In this example, we apply multiple supervised machine learning methods in order to forecast the achievable data rate based on measured passive network quality indicators which are provided in the data set mnoA.csv. Therefore, we set up an experiment which sequentially performs a cross validation of each prediction model.

training = "../examples/mnoA.csv"
models = [ANN(), M5(), RandomForest(), SVM()]
e = Experiment(training, "example_experiment")
e.regression(models, 10)
files = [e.path("cv_" + str(i) + ".csv") for i in range(len(models))]
fig, axs = plt.subplots(2,2)
fig.set_size_inches(8, 5)
xticks = [model.modelName for model in models]
ResultVisualizer().boxplots(files, "r2", xticks,  ylabel='R2', fig=fig, ax=axs[0][0], show=False)
ResultVisualizer().boxplots(files, "mae", xticks,  ylabel='MAE [MBit/s]', fig=fig, ax=axs[0][1], show=False)
ResultVisualizer().boxplots(files, "rmse", xticks,  ylabel='RMSE [MBit/s]', fig=fig, ax=axs[1][0], show=False)
ResultVisualizer().boxplots(files, "training", xticks,  ylabel='Training Time [s]', fig=fig, ax=axs[1][1], savePNG=e.path("example_experiment.png"))

example_experiment

Model Reapplication and Error Visualization

[Complete source code of the example]

For each cross validation run, a prediction model is learned and a C++ implementation of the trained model is exported.

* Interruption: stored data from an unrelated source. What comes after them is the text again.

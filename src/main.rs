//! Ailloy - versioned mold bundles from git
//!
//! CLI entry point that dispatches to subcommands.

use ailloy::cli::{Cli, Commands};
use ailloy::config::ConfigManager;
use ailloy::error::AilloyResult;
use clap::Parser;
use console::style;
use std::process::ExitCode;
use tracing::debug;
use tracing_subscriber::EnvFilter;

#[tokio::main]
async fn main() -> ExitCode {
    match run().await {
        Ok(()) => ExitCode::SUCCESS,
        Err(e) => {
            eprintln!("{} {}", style("Error:").red().bold(), e);
            if let Some(hint) = e.hint() {
                eprintln!("{} {}", style("Hint:").yellow(), hint);
            }
            ExitCode::FAILURE
        }
    }
}

async fn run() -> AilloyResult<()> {
    let cli = Cli::parse();

    // Initialize logging: 0 = warn, 1 = info, 2+ = debug
    let filter = match cli.verbose {
        0 => EnvFilter::new("ailloy=warn"),
        1 => EnvFilter::new("ailloy=info"),
        _ => EnvFilter::new("ailloy=debug"),
    };

    tracing_subscriber::fmt()
        .with_env_filter(filter)
        .with_target(false)
        .without_time()
        .with_writer(std::io::stderr)
        .init();

    // Load configuration
    let config_manager = match cli.config {
        Some(ref path) => ConfigManager::with_path(path.clone()),
        None => ConfigManager::new(),
    };
    let mut config = config_manager.load().await?;

    // Command line overrides the config file
    if let Some(dir) = cli.cache_dir {
        debug!("Cache root overridden: {}", dir.display());
        config.cache.root = Some(dir);
    }
    if let Some(file) = cli.lockfile {
        debug!("Lock file overridden: {}", file.display());
        config.lock.file = file;
    }

    // Dispatch to command
    match cli.command {
        Commands::Fetch(args) => ailloy::cli::commands::fetch(args, &config).await,
        Commands::Cache(args) => ailloy::cli::commands::cache(args, &config).await,
        Commands::Lock(args) => ailloy::cli::commands::lock(args, &config).await,
    }
}
//! Fetch command - resolve a mold reference into the cache

use crate::cache::CacheLayout;
use crate::cli::args::FetchArgs;
use crate::config::Config;
use crate::error::AilloyResult;
use crate::git::CommandGit;
use crate::mold::MoldResolver;
use console::style;
use std::sync::Arc;

/// Execute the fetch command
pub async fn execute(args: FetchArgs, config: &Config) -> AilloyResult<()> {
    let layout = CacheLayout::new(config.cache.root()?);
    let git = Arc::new(CommandGit::new(&config.git.binary));

    let resolver = MoldResolver::new(layout, git);
    let resolver = if args.no_lock || !config.lock.enabled {
        resolver.without_lockfile()
    } else {
        resolver.with_lockfile(&config.lock.file)
    };

    let mold = resolver.resolve_detailed(&args.reference).await?;

    let pinned = if mold.locked {
        style("(locked)").dim().to_string()
    } else {
        String::new()
    };
    println!(
        "{} {} {} {} {}",
        style("✓").green(),
        mold.reference,
        style("→").dim(),
        style(&mold.version.tag).bold(),
        pinned
    );
    println!("  {}", mold.view.root().display());

    Ok(())
}
//! Tool boundary.
//!
//! Tools are plain handlers keyed by tool id. They only ever see parameters that already
//! passed authorization and validation, and their output is sanitized by the caller.

use std::collections::BTreeMap;
use std::sync::Arc;

use async_trait::async_trait;
use serde::{Deserialize, Serialize};
use serde_json::Value;
use thiserror::Error;

use atlas_policy::{PermissionResolver, PolicyDecision};
use atlas_store::StoreError;
use atlas_types::ToolDescriptor;

pub mod builtin;
pub use builtin::{builtin_registry, DbCountTool, DbQueryTool, SchemaSearchTool};

/// Failure reported by a tool body. `code` is opaque to the governance layer.
#[derive(Clone, Debug, PartialEq, Eq, Error, Serialize, Deserialize)]
#[error("{code}: {message}")]
pub struct ToolError {
    pub code: String,
    pub message: String,
}

impl ToolError {
    pub fn new(code: impl Into<String>, message: impl Into<String>) -> Self {
        Self {
            code: code.into(),
            message: message.into(),
        }
    }

    pub fn invalid(message: impl Into<String>) -> Self {
        Self::new("INVALID_PARAMS", message)
    }

    /// Turns a denial from an in-tool check into a tool failure.
    pub fn denied(decision: &PolicyDecision) -> Self {
        match decision {
            PolicyDecision::Deny { reason, message } => Self::new(reason.as_str(), message.clone()),
            PolicyDecision::Allow => Self::new("INTERNAL_ERROR", "allowed decision reported as denial"),
        }
    }
}

impl From<StoreError> for ToolError {
    fn from(err: StoreError) -> Self {
        Self::new("EXECUTION_ERROR", err.to_string())
    }
}

/// What a tool knows about the call it is serving.
#[derive(Clone)]
pub struct ToolContext {
    pub actor_id: String,
    pub session_id: Option<String>,
    pub request_id: String,
    /// For checks finer than the tool level, such as per-collection access.
    pub policy: Arc<PermissionResolver>,
}

#[async_trait]
pub trait ToolHandler: Send + Sync {
    /// Declared parameters. Seeded into the descriptor store when the tool is registered.
    fn descriptor(&self) -> ToolDescriptor;

    async fn invoke(&self, ctx: &ToolContext, params: Value) -> Result<Value, ToolError>;
}

#[derive(Clone, Default)]
pub struct ToolRegistry {
    handlers: BTreeMap<String, Arc<dyn ToolHandler>>,
}

impl ToolRegistry {
    pub fn new() -> Self {
        Self::default()
    }

    /// Registers under the handler's own tool id, replacing any previous handler.
    pub fn register(&mut self, handler: Arc<dyn ToolHandler>) -> &mut Self {
        let id = handler.descriptor().tool_id;
        self.handlers.insert(id, handler);
        self
    }

    pub fn with(mut self, handler: Arc<dyn ToolHandler>) -> Self {
        self.register(handler);
        self
    }

    pub fn get(&self, tool_id: &str) -> Option<Arc<dyn ToolHandler>> {
        self.handlers.get(tool_id).cloned()
    }

    pub fn contains(&self, tool_id: &str) -> bool {
        self.handlers.contains_key(tool_id)
    }

    pub fn tool_ids(&self) -> impl Iterator<Item = &str> {
        self.handlers.keys().map(String::as_str)
    }

    pub fn descriptors(&self) -> Vec<ToolDescriptor> {
        self.handlers.values().map(|h| h.descriptor()).collect()
    }

    pub fn len(&self) -> usize {
        self.handlers.len()
    }

    pub fn is_empty(&self) -> bool {
        self.handlers.is_empty()
    }
}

The CodeEvaluator module then compiles a dummy version of the model and replays all measurements contained in the test set of the current fold.

ce = CodeEvaluator()
R, C = ce.crossValidation(model, training, attributes, e.tmp())
ResultVisualizer().scatter([e.tmp()+"predictions_"+str(i)+".csv" for i in range(10)], "prediction", "label", xlabel='Predicted Data Rate [MBit/s]', ylabel='Measured Data Rate [MBit/s', savePNG=e.path("example_model_reapplication.png"))

example_correlation

Artificial Neural Network Sweet Spot Determination

[Complete source code of the example]

example_rf_sweet_spot

Random Forest Sweet Spot Determination

[Complete source code of the example]

example_rf_sweet_spot

Model Convergence Analysis

[Complete source code of the example]

e = ConvergenceAnalysis("example_model_convergence")
e.run("../examples/mnoA.csv", RandomForest(), 100, e.resultFolder+"convergence_rf.txt")
ResultVisualizer().errorbars([e.resultFolder+"convergence_rf.txt"], "rmse", xlabel='Number of Training Samples', ylabel='RMSE', savePNG=e.resultFolder+'example_model_convergence.png')

example_model_convergence

Multi Regression

[Complete source code of the example]

m = MultiExperiment("example_multi_regression")
m.run(model, [t0, t1, t2])
resultFolder = "results/example_multi_regression/"
files = [resultFolder + x + ".csv" for x in ["mae", "rmse", "r2"]]
ResultVisualizer().colormaps(1, 3, files, ["MAE", "RMSE", "R2"], **{"cmap":"Blues", "xlabel":"Test", "ylabel":"Training"})

example_multi_regression

Feature Analysis

Feature Correlation Analysis

[Complete source code of the example]

resultFolder = "results/example_correlation/"
resultFile = resultFolder + "corr.csv"

csv.computeCorrelationMatrix(resultFile)
ResultVisualizer().colorMap(resultFile, savePNG=resultFolder+'example_correlation.png')

example_correlation

Artificial Neural Network Feature Feature Importance

[Complete source code of the example]

example_ann_feature_importance

Random Forest Feature Importance

[Complete source code of the example]

M = CSV(e.path("features_0.csv")).toMatrix()
M.normalizeRows()
M.sortByMean()
M.save(e.path("rf_features.csv"))
ResultVisualizer().barchart(e.path("rf_features.csv"), xlabel="Feature", ylabel="Relative Feature Importance", savePNG=e.path(e.id+".png"))

example_rf_mdi

Support Vector Machine Feature Importance

[Complete source code of the example]

example_svm_feature_importance.py

Feature Reduction

[Complete source code of the example]

M = CSV(e.path("features_0.csv")).toMatrix()
M.normalizeRows()
M.sortByMean()
for i in range(len(M.header)-1):
	key = M.header[-1]
	M.header = M.header[0:-1]
	csv.removeColumnWithKey(key)
	csv.save(subset)

	e = Experiment(subset, "example_feature_reduction")
	e.regression([model], 10)

example_feature_reduction

Model Visualization

Artificial Neural Network Visualization

[Complete source code of the example]

e = Experiment(training, "example_ann_visualization")
e.regression([model], 10)

CodeGenerator().export(training, model, e.path("ann.cpp"))
model.exportEps(e.path("ann_vis.eps"))

example_rf_visualization

Random Forest Visualization

[Complete source code of the example]

training = "../examples/vehicleClassification.csv"
model = RandomForest()
model.config.depth = 7

e = Experiment(training, "example_rf")
e.classification([model], 10)
RandomForest_WEKA(model).initModel(data, attributes)
model.exportEps(model.depth+1, 10, 10, len(attributes)-1)

example_rf_visualization